Records contained in a dataset:

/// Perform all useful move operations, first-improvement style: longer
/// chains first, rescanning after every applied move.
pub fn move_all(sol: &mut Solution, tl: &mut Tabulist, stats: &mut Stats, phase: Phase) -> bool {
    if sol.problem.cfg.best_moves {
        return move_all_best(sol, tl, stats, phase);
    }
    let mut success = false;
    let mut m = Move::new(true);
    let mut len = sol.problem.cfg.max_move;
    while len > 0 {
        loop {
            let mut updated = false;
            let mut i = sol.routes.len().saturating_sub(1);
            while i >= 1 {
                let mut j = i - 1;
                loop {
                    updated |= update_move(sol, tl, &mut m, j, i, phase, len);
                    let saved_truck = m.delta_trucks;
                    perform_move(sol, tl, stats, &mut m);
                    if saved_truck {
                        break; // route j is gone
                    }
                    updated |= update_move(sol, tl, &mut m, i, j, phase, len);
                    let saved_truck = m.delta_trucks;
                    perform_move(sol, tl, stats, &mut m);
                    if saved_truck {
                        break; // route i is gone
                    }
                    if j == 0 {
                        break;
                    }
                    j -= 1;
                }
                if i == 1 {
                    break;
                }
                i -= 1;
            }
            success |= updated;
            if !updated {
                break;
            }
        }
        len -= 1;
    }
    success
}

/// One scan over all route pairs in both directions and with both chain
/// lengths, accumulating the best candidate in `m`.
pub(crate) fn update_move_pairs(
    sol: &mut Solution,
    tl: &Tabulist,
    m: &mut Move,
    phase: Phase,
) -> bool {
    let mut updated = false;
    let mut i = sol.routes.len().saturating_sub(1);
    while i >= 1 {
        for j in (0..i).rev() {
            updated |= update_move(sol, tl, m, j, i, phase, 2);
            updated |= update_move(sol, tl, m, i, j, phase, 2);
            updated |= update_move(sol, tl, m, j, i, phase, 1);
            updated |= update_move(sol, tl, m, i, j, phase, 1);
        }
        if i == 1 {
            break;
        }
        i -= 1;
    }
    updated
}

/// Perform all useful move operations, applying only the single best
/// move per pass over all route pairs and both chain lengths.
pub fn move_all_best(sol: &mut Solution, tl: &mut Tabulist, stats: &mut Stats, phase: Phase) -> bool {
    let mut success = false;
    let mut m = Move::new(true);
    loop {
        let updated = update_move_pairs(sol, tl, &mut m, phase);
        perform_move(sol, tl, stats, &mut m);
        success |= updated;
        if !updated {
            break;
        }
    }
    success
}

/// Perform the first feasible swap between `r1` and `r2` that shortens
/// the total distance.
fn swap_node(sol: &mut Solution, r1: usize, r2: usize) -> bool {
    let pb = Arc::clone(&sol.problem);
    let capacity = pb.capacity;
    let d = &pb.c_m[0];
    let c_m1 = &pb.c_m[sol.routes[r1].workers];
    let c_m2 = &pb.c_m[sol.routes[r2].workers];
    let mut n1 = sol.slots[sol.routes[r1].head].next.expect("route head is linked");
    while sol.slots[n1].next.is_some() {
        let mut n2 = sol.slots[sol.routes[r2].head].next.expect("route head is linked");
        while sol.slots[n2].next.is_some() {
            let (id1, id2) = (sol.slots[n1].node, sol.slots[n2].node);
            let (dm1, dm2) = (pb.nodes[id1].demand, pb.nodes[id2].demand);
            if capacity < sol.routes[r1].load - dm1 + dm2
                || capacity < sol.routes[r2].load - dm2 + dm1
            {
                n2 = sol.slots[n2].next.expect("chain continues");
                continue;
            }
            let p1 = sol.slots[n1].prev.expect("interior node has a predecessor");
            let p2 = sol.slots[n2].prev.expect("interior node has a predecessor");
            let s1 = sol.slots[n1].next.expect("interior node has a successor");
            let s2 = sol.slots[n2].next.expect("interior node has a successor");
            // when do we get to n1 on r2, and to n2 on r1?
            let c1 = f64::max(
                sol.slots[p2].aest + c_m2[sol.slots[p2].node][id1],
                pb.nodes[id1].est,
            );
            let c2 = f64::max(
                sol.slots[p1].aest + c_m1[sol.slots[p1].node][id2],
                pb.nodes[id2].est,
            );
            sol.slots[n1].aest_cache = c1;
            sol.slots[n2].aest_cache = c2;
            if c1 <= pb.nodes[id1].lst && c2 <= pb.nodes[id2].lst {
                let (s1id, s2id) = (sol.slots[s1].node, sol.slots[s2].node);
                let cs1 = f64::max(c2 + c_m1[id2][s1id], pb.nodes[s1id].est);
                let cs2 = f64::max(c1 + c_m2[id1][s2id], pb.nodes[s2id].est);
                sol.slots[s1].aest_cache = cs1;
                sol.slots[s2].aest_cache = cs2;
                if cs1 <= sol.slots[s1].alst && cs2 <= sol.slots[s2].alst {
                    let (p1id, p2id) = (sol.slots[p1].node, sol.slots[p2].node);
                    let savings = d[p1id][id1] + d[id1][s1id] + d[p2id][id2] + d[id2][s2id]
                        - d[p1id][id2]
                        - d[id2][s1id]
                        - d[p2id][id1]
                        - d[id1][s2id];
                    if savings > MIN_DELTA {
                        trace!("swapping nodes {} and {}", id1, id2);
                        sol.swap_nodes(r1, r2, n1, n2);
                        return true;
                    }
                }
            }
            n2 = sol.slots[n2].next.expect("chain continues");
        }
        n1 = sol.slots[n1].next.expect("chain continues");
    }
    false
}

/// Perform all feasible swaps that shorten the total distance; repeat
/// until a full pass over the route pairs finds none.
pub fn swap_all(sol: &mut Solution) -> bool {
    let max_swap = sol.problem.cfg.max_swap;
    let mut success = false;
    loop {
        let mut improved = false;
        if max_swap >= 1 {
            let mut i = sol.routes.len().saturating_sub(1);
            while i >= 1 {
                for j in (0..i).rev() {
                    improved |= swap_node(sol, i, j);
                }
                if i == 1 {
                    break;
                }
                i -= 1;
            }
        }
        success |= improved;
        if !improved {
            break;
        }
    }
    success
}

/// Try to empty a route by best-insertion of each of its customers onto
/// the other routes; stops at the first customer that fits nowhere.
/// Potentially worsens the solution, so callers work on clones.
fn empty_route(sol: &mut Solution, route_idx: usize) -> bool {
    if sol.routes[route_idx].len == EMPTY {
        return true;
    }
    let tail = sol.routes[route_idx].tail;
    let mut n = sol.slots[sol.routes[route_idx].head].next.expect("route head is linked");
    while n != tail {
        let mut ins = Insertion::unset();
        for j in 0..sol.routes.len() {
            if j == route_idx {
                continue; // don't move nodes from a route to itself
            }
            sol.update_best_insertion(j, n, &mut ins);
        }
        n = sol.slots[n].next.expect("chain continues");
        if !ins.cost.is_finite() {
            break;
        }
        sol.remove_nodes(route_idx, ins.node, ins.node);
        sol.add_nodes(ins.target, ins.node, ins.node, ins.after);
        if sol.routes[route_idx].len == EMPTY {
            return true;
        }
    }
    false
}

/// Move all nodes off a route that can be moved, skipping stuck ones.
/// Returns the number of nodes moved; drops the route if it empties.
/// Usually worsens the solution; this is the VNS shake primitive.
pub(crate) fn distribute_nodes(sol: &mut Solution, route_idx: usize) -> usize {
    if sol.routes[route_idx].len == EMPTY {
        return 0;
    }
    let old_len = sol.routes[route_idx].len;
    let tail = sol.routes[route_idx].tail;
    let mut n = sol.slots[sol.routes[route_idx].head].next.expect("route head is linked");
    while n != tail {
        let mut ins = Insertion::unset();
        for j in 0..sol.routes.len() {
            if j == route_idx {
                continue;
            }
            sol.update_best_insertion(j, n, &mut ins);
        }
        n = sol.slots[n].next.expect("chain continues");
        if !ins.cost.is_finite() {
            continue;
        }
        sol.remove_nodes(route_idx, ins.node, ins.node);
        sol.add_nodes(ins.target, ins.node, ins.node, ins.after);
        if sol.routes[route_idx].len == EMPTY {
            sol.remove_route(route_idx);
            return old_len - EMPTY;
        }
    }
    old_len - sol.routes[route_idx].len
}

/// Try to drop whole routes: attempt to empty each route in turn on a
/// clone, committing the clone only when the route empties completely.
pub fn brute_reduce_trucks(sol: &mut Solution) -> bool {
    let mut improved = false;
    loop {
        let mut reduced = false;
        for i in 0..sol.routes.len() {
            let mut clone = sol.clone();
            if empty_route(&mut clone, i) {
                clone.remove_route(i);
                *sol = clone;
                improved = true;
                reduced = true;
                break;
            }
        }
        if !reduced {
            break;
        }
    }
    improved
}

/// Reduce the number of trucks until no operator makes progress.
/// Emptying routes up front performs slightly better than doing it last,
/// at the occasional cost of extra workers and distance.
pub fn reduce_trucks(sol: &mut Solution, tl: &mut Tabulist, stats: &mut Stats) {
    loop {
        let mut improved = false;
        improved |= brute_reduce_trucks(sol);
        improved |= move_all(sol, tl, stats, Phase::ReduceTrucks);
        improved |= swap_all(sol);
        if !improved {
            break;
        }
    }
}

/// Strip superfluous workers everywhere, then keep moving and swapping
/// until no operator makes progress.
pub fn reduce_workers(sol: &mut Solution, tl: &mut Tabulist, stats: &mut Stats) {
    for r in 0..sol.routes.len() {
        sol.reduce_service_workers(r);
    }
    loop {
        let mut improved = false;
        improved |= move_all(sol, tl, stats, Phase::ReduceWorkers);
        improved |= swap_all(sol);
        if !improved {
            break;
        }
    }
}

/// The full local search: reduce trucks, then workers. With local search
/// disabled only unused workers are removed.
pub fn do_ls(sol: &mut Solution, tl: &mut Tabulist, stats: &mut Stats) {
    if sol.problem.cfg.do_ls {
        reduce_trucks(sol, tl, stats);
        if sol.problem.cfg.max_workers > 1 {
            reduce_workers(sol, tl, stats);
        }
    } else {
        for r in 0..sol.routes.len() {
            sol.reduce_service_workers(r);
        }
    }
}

◆ Try it:
Give again exactly, and only, the lines above starting at the one with "- d[p2id][id1]" and ending at the one with "if max_swap >= 1".

◆ Task response:
                        - d[p2id][id1]
                        - d[id1][s2id];
                    if savings > MIN_DELTA {
                        trace!("swapping nodes {} and {}", id1, id2);
                        sol.swap_nodes(r1, r2, n1, n2);
                        return true;
                    }
                }
            }
            n2 = sol.slots[n2].next.expect("chain continues");
        }
        n1 = sol.slots[n1].next.expect("chain continues");
    }
    false
}

/// Perform all feasible swaps that shorten the total distance; repeat
/// until a full pass over the route pairs finds none.
pub fn swap_all(sol: &mut Solution) -> bool {
    let max_swap = sol.problem.cfg.max_swap;
    let mut success = false;
    loop {
        let mut improved = false;
        if max_swap >= 1 {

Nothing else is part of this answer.